==== DATA TO PROCESS
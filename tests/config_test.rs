use persona_relay::config::{Config, DEFAULT_MEMORY_SLUGS};
use persona_relay::error::Error;
use secrecy::ExposeSecret;
use std::collections::HashMap;

fn lookup(vars: &[(&str, &str)]) -> impl Fn(&str) -> Option<String> {
    let map: HashMap<String, String> = vars
        .iter()
        .map(|(k, v)| (k.to_string(), v.to_string()))
        .collect();
    move |name: &str| map.get(name).cloned()
}

#[test]
fn defaults_apply_when_nothing_is_set() {
    let config = Config::from_lookup(lookup(&[])).unwrap();

    assert!(config.completion.api_key.is_none());
    assert_eq!(config.completion.base_url, "https://api.deepseek.com");
    assert_eq!(config.completion.model, "deepseek-chat");
    assert!(config.notion.token.is_none());
    assert_eq!(config.notion.api_base, "https://api.notion.com/v1");
    assert_eq!(config.notion.slug_property, "slug");
    assert_eq!(config.memory.cache_ttl_secs, 60);
    assert_eq!(config.memory.max_chars, 14_000);
    assert_eq!(config.bind_addr, "0.0.0.0:3000");
    assert_eq!(config.max_body_bytes, 256 * 1024);
    assert_eq!(config.history_limit, 20);
    assert_eq!(config.log_level, "info");
    assert!(config.otel_endpoint.is_none());
}

#[test]
fn credentials_are_read_and_blank_values_ignored() {
    let config = Config::from_lookup(lookup(&[
        ("DEEPSEEK_API_KEY", "sk-test"),
        ("NOTION_TOKEN", "   "),
        ("HISTORY_LIMIT", "8"),
    ]))
    .unwrap();

    assert_eq!(
        config.completion.api_key.unwrap().expose_secret(),
        "sk-test"
    );
    assert!(config.notion.token.is_none());
    assert_eq!(config.history_limit, 8);
}

#[test]
fn malformed_number_is_a_config_error() {
    let err = Config::from_lookup(lookup(&[("MEMORY_MAX_CHARS", "lots")])).unwrap_err();
    assert!(matches!(err, Error::Config(_)));
    assert!(err.to_string().contains("MEMORY_MAX_CHARS"));
}

#[test]
fn zero_history_limit_is_rejected() {
    let err = Config::from_lookup(lookup(&[("HISTORY_LIMIT", "0")])).unwrap_err();
    assert!(matches!(err, Error::Config(_)));
}

#[test]
fn zero_cache_ttl_is_allowed() {
    let config = Config::from_lookup(lookup(&[("MEMORY_CACHE_TTL_SECS", "0")])).unwrap();
    assert_eq!(config.memory.cache_ttl_secs, 0);
}

#[test]
fn candidates_put_overrides_first_and_dedupe() {
    let config = Config::from_lookup(lookup(&[
        ("MEMORY_SLUG", "memory-core"),
        ("NOTION_MEMORY_PAGE_ID", "0123456789abcdef0123456789abcdef"),
    ]))
    .unwrap();

    assert_eq!(
        config.memory.candidates(),
        vec![
            "memory-core",
            "0123456789abcdef0123456789abcdef",
            "memory",
            "memroy",
            "memort",
        ]
    );
}

#[test]
fn candidates_default_to_known_slugs() {
    let config = Config::from_lookup(lookup(&[])).unwrap();
    assert_eq!(config.memory.candidates(), DEFAULT_MEMORY_SLUGS);
}
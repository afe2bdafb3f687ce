//! Typed configuration from environment variables.
//!
//! Loads once at startup and fails fast on malformed values. The completion
//! credential is optional here: a relay without it still serves health
//! probes and answers chat requests with a `Missing DEEPSEEK_API_KEY` error.
//! Sensitive values are wrapped in secrecy::SecretString to prevent log leaks.

pub mod secrets;

use crate::error::{Error, Result};
use secrecy::SecretString;
use std::path::PathBuf;

/// Name of the completion credential variable, also used in error messages.
pub const COMPLETION_KEY_VAR: &str = "DEEPSEEK_API_KEY";

#[derive(Debug)]
pub struct Config {
    pub completion: CompletionConfig,
    pub notion: NotionConfig,
    pub memory: MemoryConfig,
    pub persona_file: Option<PathBuf>,
    pub bind_addr: String,
    pub max_body_bytes: usize,
    pub history_limit: usize,
    pub otel_endpoint: Option<String>,
    pub log_level: String,
}

#[derive(Debug)]
pub struct CompletionConfig {
    pub api_key: Option<SecretString>,
    pub base_url: String,
    pub model: String,
    pub temperature: f32,
}

#[derive(Debug)]
pub struct NotionConfig {
    pub token: Option<SecretString>,
    pub api_base: String,
    pub database_id: Option<String>,
    pub slug_property: String,
}

#[derive(Debug, Clone)]
pub struct MemoryConfig {
    /// Preferred slug, tried before the built-in candidates.
    pub slug: Option<String>,
    /// Fixed page id, tried right after the preferred slug.
    pub page_id: Option<String>,
    pub cache_ttl_secs: u64,
    pub max_chars: usize,
}

/// Slugs the memory page has been published under over time.
pub const DEFAULT_MEMORY_SLUGS: &[&str] = &["memory", "memroy", "memory-core", "memort"];

impl MemoryConfig {
    /// Ordered, de-duplicated candidate identifiers for the memory page.
    pub fn candidates(&self) -> Vec<String> {
        let mut out: Vec<String> = Vec::new();
        let preferred = [self.slug.as_deref(), self.page_id.as_deref()];
        let all = preferred
            .into_iter()
            .flatten()
            .chain(DEFAULT_MEMORY_SLUGS.iter().copied());
        for candidate in all {
            let candidate = candidate.trim();
            if !candidate.is_empty() && !out.iter().any(|c| c == candidate) {
                out.push(candidate.to_string());
            }
        }
        out
    }
}

impl Config {
    /// Load configuration from environment variables.
    ///
    /// In local dev, call `dotenvy::dotenv().ok()` before this.
    pub fn from_env() -> Result<Self> {
        Self::from_lookup(|name| std::env::var(name).ok())
    }

    /// Load configuration through an arbitrary variable lookup.
    ///
    /// Blank values are treated as unset.
    pub fn from_lookup<F>(lookup: F) -> Result<Self>
    where
        F: Fn(&str) -> Option<String>,
    {
        let var = |name: &str| lookup(name).filter(|v| !v.trim().is_empty());

        Ok(Self {
            completion: CompletionConfig {
                api_key: var(COMPLETION_KEY_VAR).map(SecretString::from),
                base_url: var("DEEPSEEK_BASE_URL")
                    .unwrap_or_else(|| "https://api.deepseek.com".to_string()),
                model: var("DEEPSEEK_MODEL").unwrap_or_else(|| "deepseek-chat".to_string()),
                temperature: parse_var("CHAT_TEMPERATURE", var("CHAT_TEMPERATURE"), 0.3)?,
            },
            notion: NotionConfig {
                token: var("NOTION_TOKEN").map(SecretString::from),
                api_base: var("NOTION_API_BASE")
                    .unwrap_or_else(|| "https://api.notion.com/v1".to_string()),
                database_id: var("NOTION_DATABASE_ID"),
                slug_property: var("NOTION_SLUG_PROPERTY").unwrap_or_else(|| "slug".to_string()),
            },
            memory: MemoryConfig {
                slug: var("MEMORY_SLUG"),
                page_id: var("NOTION_MEMORY_PAGE_ID"),
                cache_ttl_secs: parse_var("MEMORY_CACHE_TTL_SECS", var("MEMORY_CACHE_TTL_SECS"), 60)?,
                max_chars: positive("MEMORY_MAX_CHARS", var("MEMORY_MAX_CHARS"), 14_000)?,
            },
            persona_file: var("PERSONA_FILE").map(PathBuf::from),
            bind_addr: var("BIND_ADDR").unwrap_or_else(|| "0.0.0.0:3000".to_string()),
            max_body_bytes: positive("MAX_BODY_BYTES", var("MAX_BODY_BYTES"), 256 * 1024)?,
            history_limit: positive("HISTORY_LIMIT", var("HISTORY_LIMIT"), 20)?,
            otel_endpoint: var("OTEL_ENDPOINT"),
            log_level: var("LOG_LEVEL").unwrap_or_else(|| "info".to_string()),
        })
    }
}

fn parse_var<T: std::str::FromStr>(name: &str, raw: Option<String>, default: T) -> Result<T> {
    match raw {
        Some(value) => value
            .trim()
            .parse()
            .map_err(|_| Error::Config(format!("{name} has an invalid value: {value:?}"))),
        None => Ok(default),
    }
}

fn positive(name: &str, raw: Option<String>, default: usize) -> Result<usize> {
    let value = parse_var(name, raw, default)?;
    if value == 0 {
        return Err(Error::Config(format!("{name} must be greater than zero")));
    }
    Ok(value)
}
========
WHAT IS EXPECTED ->
Your response should be the lines of the entries above that include the string "tried".

FINAL ANSWER ->
    /// Preferred slug, tried before the built-in candidates.
    /// Fixed page id, tried right after the preferred slug.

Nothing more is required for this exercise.